▶ [Exercise goal]:
Search the listing below for the word "header" and copy each line that holds it.

-------- Exercise input --------

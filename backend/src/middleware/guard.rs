//! Role-gated navigation guard.
//!
//! Wraps a route scope with the portal's three-state gate: no session
//! redirects to `/login`, a session without a profile record redirects to
//! `/setup`, and a resolved profile outside the scope's allowed roles
//! redirects to the default landing route. The gate is re-evaluated on every
//! request; the only caching involved is the profile cache's own staleness
//! window.

use std::rc::Rc;
use std::task::{Context, Poll};

use actix_session::SessionExt;
use actix_web::body::EitherBody;
use actix_web::dev::{Service, ServiceRequest, ServiceResponse, Transform};
use actix_web::http::header;
use actix_web::{Error, HttpMessage, HttpResponse, ResponseError, web};
use futures_util::future::{LocalBoxFuture, Ready, ready};
use tracing::warn;

use crate::api::error::ApiError;
use crate::domain::session::AuthResolver;
use crate::domain::{AuthState, EmailAddress, GateDecision, IdentityId, Role, evaluate_gate};

/// Session key holding the authenticated identity id.
pub const SESSION_IDENTITY_KEY: &str = "identity_id";
/// Session key holding the authenticated email address.
pub const SESSION_EMAIL_KEY: &str = "email";

/// Resolve the auth state for a session against the shared
/// [`AuthResolver`].
///
/// A missing or corrupt session resolves to
/// [`AuthState::Unauthenticated`]; resolver failures surface as domain
/// errors so callers answer with the usual envelope.
pub async fn resolve_session_state(
    session: &actix_session::Session,
    resolver: Option<&web::Data<dyn AuthResolver>>,
) -> Result<AuthState, ApiError> {
    let identity = session
        .get::<String>(SESSION_IDENTITY_KEY)
        .unwrap_or_default();
    let email = session.get::<String>(SESSION_EMAIL_KEY).unwrap_or_default();

    let (Some(identity), Some(email)) = (identity, email) else {
        return Ok(AuthState::Unauthenticated);
    };
    let (Ok(identity), Ok(email)) = (IdentityId::new(identity), EmailAddress::parse(email))
    else {
        // A session we wrote never contains these; treat tampering as signed
        // out.
        session.purge();
        return Ok(AuthState::Unauthenticated);
    };

    let Some(resolver) = resolver else {
        return Err(ApiError::internal("auth resolver is not configured"));
    };
    resolver
        .resolve_state(&identity, &email)
        .await
        .map_err(ApiError::from)
}

/// Resolve the auth state for an incoming service request.
pub async fn resolve_request_state(req: &ServiceRequest) -> Result<AuthState, ApiError> {
    let session = req.get_session();
    resolve_session_state(&session, req.app_data::<web::Data<dyn AuthResolver>>()).await
}

/// Route guard transform configured with the roles a scope admits.
#[derive(Clone)]
pub struct RouteGuard {
    allowed: Rc<Vec<Role>>,
}

impl RouteGuard {
    /// Admit only the given roles.
    #[must_use]
    pub fn allow(roles: impl Into<Vec<Role>>) -> Self {
        Self {
            allowed: Rc::new(roles.into()),
        }
    }

    /// Admit any session with a resolved profile.
    #[must_use]
    pub fn any_authenticated() -> Self {
        Self {
            allowed: Rc::new(Vec::new()),
        }
    }
}

impl<S, B> Transform<S, ServiceRequest> for RouteGuard
where
    S: Service<ServiceRequest, Response = ServiceResponse<B>, Error = Error> + 'static,
    S::Future: 'static,
    B: 'static,
{
    type Response = ServiceResponse<EitherBody<B>>;
    type Error = Error;
    type InitError = ();
    type Transform = RouteGuardMiddleware<S>;
    type Future = Ready<Result<Self::Transform, Self::InitError>>;

    fn new_transform(&self, service: S) -> Self::Future {
        ready(Ok(RouteGuardMiddleware {
            service: Rc::new(service),
            allowed: Rc::clone(&self.allowed),
        }))
    }
}

/// Service wrapper produced by [`RouteGuard`].
pub struct RouteGuardMiddleware<S> {
    service: Rc<S>,
    allowed: Rc<Vec<Role>>,
}

impl<S, B> Service<ServiceRequest> for RouteGuardMiddleware<S>
where
    S: Service<ServiceRequest, Response = ServiceResponse<B>, Error = Error> + 'static,
    S::Future: 'static,
    B: 'static,
{
    type Response = ServiceResponse<EitherBody<B>>;
    type Error = Error;
    type Future = LocalBoxFuture<'static, Result<Self::Response, Self::Error>>;

    fn poll_ready(&self, cx: &mut Context<'_>) -> Poll<Result<(), Self::Error>> {
        self.service.poll_ready(cx)
    }

    fn call(&self, req: ServiceRequest) -> Self::Future {
        let service = Rc::clone(&self.service);
        let allowed = Rc::clone(&self.allowed);
        Box::pin(async move {
            let state = match resolve_request_state(&req).await {
                Ok(state) => state,
                Err(err) => {
                    let response = err.error_response();
                    return Ok(req.into_response(response).map_into_right_body());
                }
            };

            match evaluate_gate(&state, &allowed) {
                GateDecision::Allow => {
                    req.extensions_mut().insert(state);
                    let res = service.call(req).await?;
                    Ok(res.map_into_left_body())
                }
                decision => {
                    let target = decision
                        .redirect_target()
                        .unwrap_or("/");
                    warn!(path = %req.path(), target, "navigation gated");
                    let response = HttpResponse::SeeOther()
                        .insert_header((header::LOCATION, target))
                        .finish();
                    Ok(req.into_response(response).map_into_right_body())
                }
            }
        })
    }
}
#[cfg(test)]
mod tests {
    //! Regression coverage for this module.
    use super::*;
    use crate::domain::access::AccessScope;
    use crate::domain::identity::IdentityId;
    use crate::domain::linkage::OwnerLinkage;
    use crate::domain::ports::{
        FixtureAuditSink, MockBlobStore, MockDocumentRepository, silent_progress,
    };
    use chrono::Utc;
    use std::sync::Mutex;

    fn admin() -> Actor {
        Actor::new(IdentityId::new("admin-1").expect("valid id"), Role::Admin)
    }

    fn professional(id: &str) -> Actor {
        Actor::new(IdentityId::new(id).expect("valid id"), Role::Professional)
    }

    fn stored(id: &str, status: DocumentStatus) -> DocumentFile {
        DocumentFile {
            id: RecordId::new(id).expect("valid id"),
            client_id: RecordId::new("c-1").expect("valid id"),
            uploaded_by: IdentityId::new("login-1").expect("valid id"),
            uploaded_by_role: Role::Client,
            category: "tax".into(),
            note: String::new(),
            file_name: "ledger.pdf".into(),
            file_type: "application/pdf".into(),
            file_size: 3,
            storage_path: format!("clients/c-1/documents/{id}/ledger.pdf"),
            download_url: format!("memory://clients/c-1/documents/{id}/ledger.pdf"),
            status,
            linkage: OwnerLinkage::default(),
            created_at: Utc::now(),
            updated_at: Utc::now(),
        }
    }

    fn service(
        repo: MockDocumentRepository,
        blobs: MockBlobStore,
    ) -> DocumentService<MockDocumentRepository, MockBlobStore> {
        DocumentService::new(
            Arc::new(repo),
            Arc::new(blobs),
            AuditRecorder::new(Arc::new(FixtureAuditSink)),
        )
    }

    fn upload_for(linked: &str) -> DocumentUpload {
        DocumentUpload {
            client_id: RecordId::new("c-1").expect("valid id"),
            category: "tax".into(),
            note: None,
            file_name: "ledger.pdf".into(),
            file_type: "application/pdf".into(),
            linkage: OwnerLinkage::new(
                Some(IdentityId::new(linked).expect("valid id")),
                vec![IdentityId::new("pro-1").expect("valid id")],
            ),
        }
    }

    #[tokio::test]
    async fn upload_writes_record_under_the_storage_path_id() {
        let mut blobs = MockBlobStore::new();
        blobs
            .expect_put()
            .times(1)
            .returning(|path, _, _| Ok(format!("memory://{path}")));

        let inserted: Arc<Mutex<Option<NewDocumentRecord>>> = Arc::default();
        let captured = Arc::clone(&inserted);
        let mut repo = MockDocumentRepository::new();
        repo.expect_insert().times(1).returning(move |record| {
            *captured.lock().expect("capture lock") = Some(record.clone());
            Ok(stored(record.id.as_str(), DocumentStatus::Pending))
        });

        let service = service(repo, blobs);
        let actor = professional("pro-1");
        service
            .upload(
                &actor,
                upload_for("login-1"),
                Bytes::from_static(b"pdf"),
                silent_progress(),
            )
            .await
            .expect("upload succeeds");

        let record = inserted.lock().expect("capture lock").clone().expect("record captured");
        let segments: Vec<&str> = record.storage_path.split('/').collect();
        assert_eq!(segments.get(3).copied(), Some(record.id.as_str()));
        assert_eq!(record.file_size, 3);
    }

    #[tokio::test]
    async fn failed_record_write_compensates_the_blob() {
        let mut blobs = MockBlobStore::new();
        blobs
            .expect_put()
            .times(1)
            .returning(|path, _, _| Ok(format!("memory://{path}")));
        blobs.expect_delete().times(1).returning(|_| Ok(()));

        let mut repo = MockDocumentRepository::new();
        repo.expect_insert()
            .times(1)
            .return_once(|_| Err(DocumentRepositoryError::query("write refused")));

        let service = service(repo, blobs);
        let err = service
            .upload(
                &professional("pro-1"),
                upload_for("login-1"),
                Bytes::from_static(b"pdf"),
                silent_progress(),
            )
            .await
            .expect_err("record write failed");
        assert_eq!(err.code(), crate::domain::ErrorCode::InternalError);
    }

    #[tokio::test]
    async fn unassigned_professional_may_not_upload() {
        let repo = MockDocumentRepository::new();
        let blobs = MockBlobStore::new();
        let err = service(repo, blobs)
            .upload(
                &professional("pro-9"),
                upload_for("login-1"),
                Bytes::from_static(b"pdf"),
                silent_progress(),
            )
            .await
            .expect_err("outside the assignment set");
        assert_eq!(err.code(), crate::domain::ErrorCode::Forbidden);
    }

    #[tokio::test]
    async fn terminal_status_refuses_further_transitions() {
        let mut repo = MockDocumentRepository::new();
        repo.expect_find_by_id()
            .times(1)
            .return_once(|_| Ok(Some(stored("d-1", DocumentStatus::Approved))));
        repo.expect_merge_status().times(0);

        let err = service(repo, MockBlobStore::new())
            .set_status(
                &admin(),
                &RecordId::new("d-1").expect("valid id"),
                DocumentStatus::Rejected,
                None,
            )
            .await
            .expect_err("approved is terminal");
        assert_eq!(err.code(), crate::domain::ErrorCode::Conflict);
    }

    #[tokio::test]
    async fn pending_count_is_zero_for_non_professionals() {
        let repo = MockDocumentRepository::new();
        let count = service(repo, MockBlobStore::new())
            .pending_count(&admin())
            .await
            .expect("count succeeds");
        assert_eq!(count, 0);
    }

    #[tokio::test]
    async fn pending_count_filters_in_memory() {
        let mut repo = MockDocumentRepository::new();
        repo.expect_list_scoped()
            .withf(|scope: &AccessScope, _limit: &usize| {
                matches!(scope, AccessScope::AssignedProfessional(id) if id.as_str() == "pro-1")
            })
            .times(1)
            .return_once(|_, _| {
                Ok(vec![
                    stored("d-1", DocumentStatus::Pending),
                    stored("d-2", DocumentStatus::Approved),
                    stored("d-3", DocumentStatus::Pending),
                ])
            });

        let count = service(repo, MockBlobStore::new())
            .pending_count(&professional("pro-1"))
            .await
            .expect("count succeeds");
        assert_eq!(count, 2);
    }

    #[tokio::test]
    async fn scoped_recent_sorts_in_memory() {
        let old = stored("d-old", DocumentStatus::Pending);
        let mut new = stored("d-new", DocumentStatus::Pending);
        new.created_at = old.created_at + chrono::Duration::minutes(5);
        let handout = vec![old, new];

        let mut repo = MockDocumentRepository::new();
        repo.expect_list_recent_ordered().times(0);
        repo.expect_list_scoped()
            .times(1)
            .return_once(move |_, _| Ok(handout));

        let recent = service(repo, MockBlobStore::new())
            .recent(&professional("pro-1"), 1)
            .await
            .expect("recent succeeds");
        assert_eq!(recent.len(), 1);
        assert_eq!(recent.first().map(|r| r.id.as_str()), Some("d-new"));
    }

    #[tokio::test]
    async fn delete_tolerates_a_missing_blob() {
        let mut repo = MockDocumentRepository::new();
        repo.expect_find_by_id()
            .times(1)
            .return_once(|_| Ok(Some(stored("d-1", DocumentStatus::Approved))));
        repo.expect_delete().times(1).return_once(|_| Ok(()));

        let mut blobs = MockBlobStore::new();
        blobs
            .expect_delete()
            .times(1)
            .return_once(|_| Err(BlobStoreError::transfer("object gone")));

        service(repo, blobs)
            .delete(&admin(), &RecordId::new("d-1").expect("valid id"))
            .await
            .expect("delete succeeds despite blob failure");
    }
}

--------

▶ [Result]:
use actix_web::http::header;
                        .insert_header((header::LOCATION, target))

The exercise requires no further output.